Published August 01, 2013
Children who are exposed in utero to low levels of mercury, such as from fish consumed during pregnancy, are not at an increased risk of developing autismlike behaviors, a new study finds.
Researchers pored through more than 30 years of research in the Republic of Seychelles, an island nation in the Indian Ocean, where residents consume an average of 10 times more fish than the people in the U.S. and Europe, and found no correlation between prenatal exposure to mercury and the onset of autism-spectrumlike behaviors, which include struggling with speech, language and social skills.
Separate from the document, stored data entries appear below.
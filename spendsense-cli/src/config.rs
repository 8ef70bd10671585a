use anyhow::{Context, Result};
use serde::{Deserialize, Serialize};
use std::fs;
use std::path::PathBuf;

use crate::state::ensure_spendsense_home;

#[derive(Debug, Clone, Serialize, Deserialize)]
pub struct Config {
    pub extraction: ExtractionSection,
}

#[derive(Debug, Clone, Serialize, Deserialize)]
pub struct ExtractionSection {
    /// Extraction function endpoint. Structured documents decode in-process
    /// when unset.
    pub extractor_url: Option<String>,
    /// Recognition language for image statements.
    pub ocr_language: String,
    /// Caller-side timeout on one extraction round trip.
    pub timeout_secs: u64,
}

impl Default for Config {
    fn default() -> Self {
        Self {
            extraction: ExtractionSection {
                extractor_url: None,
                ocr_language: "eng".to_string(),
                timeout_secs: 30,
            },
        }
    }
}

pub fn config_path() -> Result<PathBuf> {
    Ok(ensure_spendsense_home()?.join("config.toml"))
}

pub fn load_config() -> Result<Config> {
    let p = config_path()?;
    if !p.exists() {
        return Ok(Config::default());
    }
    let s = fs::read_to_string(&p).with_context(|| format!("read {}", p.display()))?;
    Ok(toml::from_str(&s).context("parse config.toml")?)
}
//! spendsense-ingest: statement ingestion — document text extraction
//! (structured decode, remote extraction function, image recognition) and
//! transaction parsing.

pub mod extract;
pub mod ocr;
pub mod parser;
pub mod remote;
pub mod structured;
pub mod types;

pub use extract::Extractor;
pub use ocr::{OcrController, OcrEvent, OcrPhase, OcrRequest};
pub use parser::{ParseError, parse_csv_statement, parse_statement_text};
pub use remote::RemoteExtractor;
pub use types::{ExtractionError, ExtractionResult, MediaType, RawDocument, SourceKind};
The study included children whose mothers ate up to 12 meals of fish each week, in an average week during their pregnancies, said lead author Edwin van Wijngaarden, an associate professor in the department of public health sciences at the University of Rochester Medical Center in Rochester, N.Y.
"These findings contribute to the growing body of literature that suggest that exposure to the chemical does not play an important role in the onset of these behaviors," van Wijngaarden said in a statement. [Beyond Vaccines: 5 Things that Might Really Cause Autism]
Mercury in the environment comes from natural sources, such as volcanoes, as well as from man-made sources, such as coal-burning power plants. Much of the world's mercury is eventually deposited into the oceans, where the chemical enters the food chain and gets into fish.
Fish are high in nutrients, such as vitamin E and omega-3 fatty acids, that aid healthy brain development, and generally have low levels of mercury. But studies have shown that exposure to high levels of mercury is linked to developmental problems, so exposure for pregnant women is a concern. The U.S. Food and Drug Administration currently recommends pregnant women limit their consumption of fish, but the effects of low-level exposure to mercury remains unknown, the researchers said.
The study, part of an ongoing project called the Seychelles Child Development Study, involved 1,784 children and young adults, and their mothers. The scientists used hair samples collected from the mothers around the time of their child's birth to determine the level of prenatal mercury exposure.
Two questionnaires, one completed by the parents and one filled out by the children's teachers, were used to determine if the study participants were exhibiting autism-spectrum-type behaviors.
"While the amount of fish consumed in the Seychelles is significantly higher than [in] other countries in the industrialized world, it is still considered low-level exposure," Philip Davidson, principal investigator of the study and professor emeritus at the University of Rochester Medical Center, said in a statement
"This study shows no consistent association in children with mothers with mercury levels that were six to 10 times higher than those found in the U.S. and Europe," Davidson said. "This is a sentinel population, and if it does not exist here, than it probably does not exist."
The detailed findings were published online July 23 in the journal Epidemiology.